E' mi ricorda ch'io fui più ardito
per questo a sostener, tanto ch'i' giunsi
l'aspetto mio col valore infinito.
084
O Gnadenüberschwang, der mir den Mut gab,
Den Blick zu steuern in das Licht gewaltig,
Bis meine Sehkraft äußersten Tribut gab!
Oh abbondante grazia ond' io presunsi
ficcar lo viso per la luce etterna,
tanto che la veduta vi consunsi!
087
In seiner Tiefe sah ich vielgestaltig,
Gebunden in ein einzig Buch der Liebe,
Der Welt zerstreute Blätter mannigfaltig.
Nel suo profondo vidi che s'interna,
legato con amore in un volume,
ciò che per l'universo si squaderna:
090
Substanz und Akzidenz und ihr Getriebe
War gleichsam solcherart in eins verschlungen
Daß jedes Wort ein blasser Schimmer bliebe.
sustanze e accidenti e lor costume
quasi conflati insieme, per tal modo
che ciò ch'i' dico è un semplice lume.
093
Dennoch ist, glaub ich, mir zu sehn gelungen
Des Knotens Grundform; denn indem ich's sage,
Wird weit mein Herz bei den Erinnerungen.
La forma universal di questo nodo
credo ch'i' vidi, perché più di largo,
dicendo questo, mi sento ch'i' godo.
096
's ist ferner mir entrückt mit einem Schlage,
Als was Neptun bestaunt, der Argoschatten,
Durch zweieinhalbjahrtausendlange Tage.
Un punto solo m'è maggior letargo
che venticinque secoli a la 'mpresa
che fé Nettuno ammirar l'ombra d'Argo.
099
So schaut' mein Geist denn ohne zu ermatten,
Gespannt, in unbeweglicher Verhaltung,
Und immer schürt' die Schau den Nimmersatten.
Così la mente mia, tutta sospesa,
mirava fissa, immobile e attenta,
e sempre di mirar faceasi accesa.
102
Dies Licht schafft einem solche Umgestaltung,
Daß man für andern Anblick außerstand ist
Zu dulden seiner Anteilnahme Spaltung.
A quella luce cotal si diventa,
che volgersi da lei per altro aspetto
è impossibil che mai si consenta;
105
Das Heil doch, das des Willens Gegenstand ist,
Ist hier vereint, so daß was drin verbunden
Vollendet, Stückwerk außer dein Verband ist.

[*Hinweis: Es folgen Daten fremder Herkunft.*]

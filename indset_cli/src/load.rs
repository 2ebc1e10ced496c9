//! Reading graphs from disk.

use std::path::{Path, PathBuf};

use indset_solver::{AdjacencyMatrix, GraphError, LabeledGraph};
use thiserror::Error;

/// On-disk graph formats.
#[derive(Debug, Clone, Copy, PartialEq, Eq, clap::ValueEnum)]
pub enum GraphFormat {
    /// `{"vertices": [...], "edges": [[a, b], ...]}`
    #[value(name = "json")]
    Json,
    /// One row of `0`/`1` entries per line; vertices are named by index
    #[value(name = "matrix")]
    Matrix,
}

/// Errors that can occur while loading a graph file.
#[derive(Debug, Error)]
pub enum LoadError {
    /// The file could not be read.
    #[error("Failed to read {}: {source}", path.display())]
    Io {
        path: PathBuf,
        source: std::io::Error,
    },

    /// The file contents are not a valid graph.
    #[error("Invalid graph in {}: {source}", path.display())]
    Graph { path: PathBuf, source: GraphError },
}

/// Load a graph, naming matrix vertices by their index.
pub fn load_graph(path: &Path, format: GraphFormat) -> Result<LabeledGraph, LoadError> {
    let text = std::fs::read_to_string(path).map_err(|source| LoadError::Io {
        path: path.to_path_buf(),
        source,
    })?;

    let graph = match format {
        GraphFormat::Json => LabeledGraph::from_json(&text),
        GraphFormat::Matrix => text
            .parse::<AdjacencyMatrix>()
            .map(|adj| LabeledGraph::from_matrix(&adj)),
    };

    graph.map_err(|source| LoadError::Graph {
        path: path.to_path_buf(),
        source,
    })
}

#[cfg(test)]
mod tests {
    use super::*;
    use std::io::Write;

    fn write_temp(contents: &str) -> tempfile::NamedTempFile {
        let mut file = tempfile::NamedTempFile::new().expect("Failed to create temp file");
        file.write_all(contents.as_bytes())
            .expect("Failed to write temp file");
        file
    }

    #[test]
    fn loads_json_graph() {
        let file = write_temp(r#"{"vertices": ["a", "b", "c"], "edges": [["a", "b"]]}"#);
        let graph = load_graph(file.path(), GraphFormat::Json).unwrap();
        assert_eq!(graph.vertices(), &["a", "b", "c"]);
        assert_eq!(graph.adjacency().unwrap().edge_count(), 1);
    }

    #[test]
    fn loads_matrix_graph() {
        let file = write_temp("011\n100\n100\n");
        let graph = load_graph(file.path(), GraphFormat::Matrix).unwrap();
        assert_eq!(graph.vertices(), &["0", "1", "2"]);
        assert_eq!(graph.adjacency().unwrap().edge_count(), 2);
    }

    #[test]
    fn missing_file_is_io_error() {
        let dir = tempfile::tempdir().unwrap();
        let err = load_graph(&dir.path().join("missing.json"), GraphFormat::Json).unwrap_err();
        assert!(matches!(err, LoadError::Io { .. }));
    }

    #[test]
    fn asymmetric_matrix_is_graph_error() {
        let file = write_temp("01\n00\n");
        let err = load_graph(file.path(), GraphFormat::Matrix).unwrap_err();
        assert!(matches!(
            err,
            LoadError::Graph {
                source: GraphError::NotSymmetric { .. },
                ..
            }
        ));
    }
}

però che 'l ben, ch'è del volere obietto,
tutto s'accoglie in lei, e fuor di quella
è defettivo ciò ch'è lì perfetto.
108
Fortan wird auch für das, was nicht entschwunden,
Mein Reden karger sein als das des Kleinen,
Das an der Brust sich noch die Milch läßt munden.
Omai sarà più corta mia favella,
pur a quel ch'io ricordo, che d'un fante
che bagni ancor la lingua a la mammella.
111
Nicht, daß in dem beschauten Licht, dem einen
Lebendigen, der Anblick nicht einheitlich,
Denn wie es war, so wird es ewig scheinen;
Non perché più ch'un semplice sembiante
fosse nel vivo lume ch'io mirava,
che tal è sempre qual s'era davante;
114
Vielmehr verstärkt' mein Schaun die Sehkraft weidlich,
Und so bemächtigt' sich die Wandlung meiner,
Daß sich das Eine wandelt' unvermeidlich.
ma per la vista che s'avvalorava
in me guardando, una sola parvenza,
mutandom' io, a me si travagliava.
117
Da sah ich in des Urlichts tiefer reiner
Grundwesenheit der Kreise drei gezogen;
Die Farben waren drei, der Umfang einer.
Ne la profonda e chiara sussistenza
de l'alto lume parvermi tre giri
di tre colori e d'una contenenza;
120
Und einer war, wie bei zwei Regenbogen,
Des zweiten Widerschein, der dritte Feuer,
Von hier und dort enthaucht in gleichen Wogen.
e l'un da l'altro come iri da iri
parea reflesso, e 'l terzo parea foco
che quinci e quindi igualmente si spiri.
123
Wie ist mein Wort so schwach, so ungeheuer
Fern dem Begriff! Und den gering zu nennen,
Dem Schaun verglichen, schätzt ihn noch zu teuer.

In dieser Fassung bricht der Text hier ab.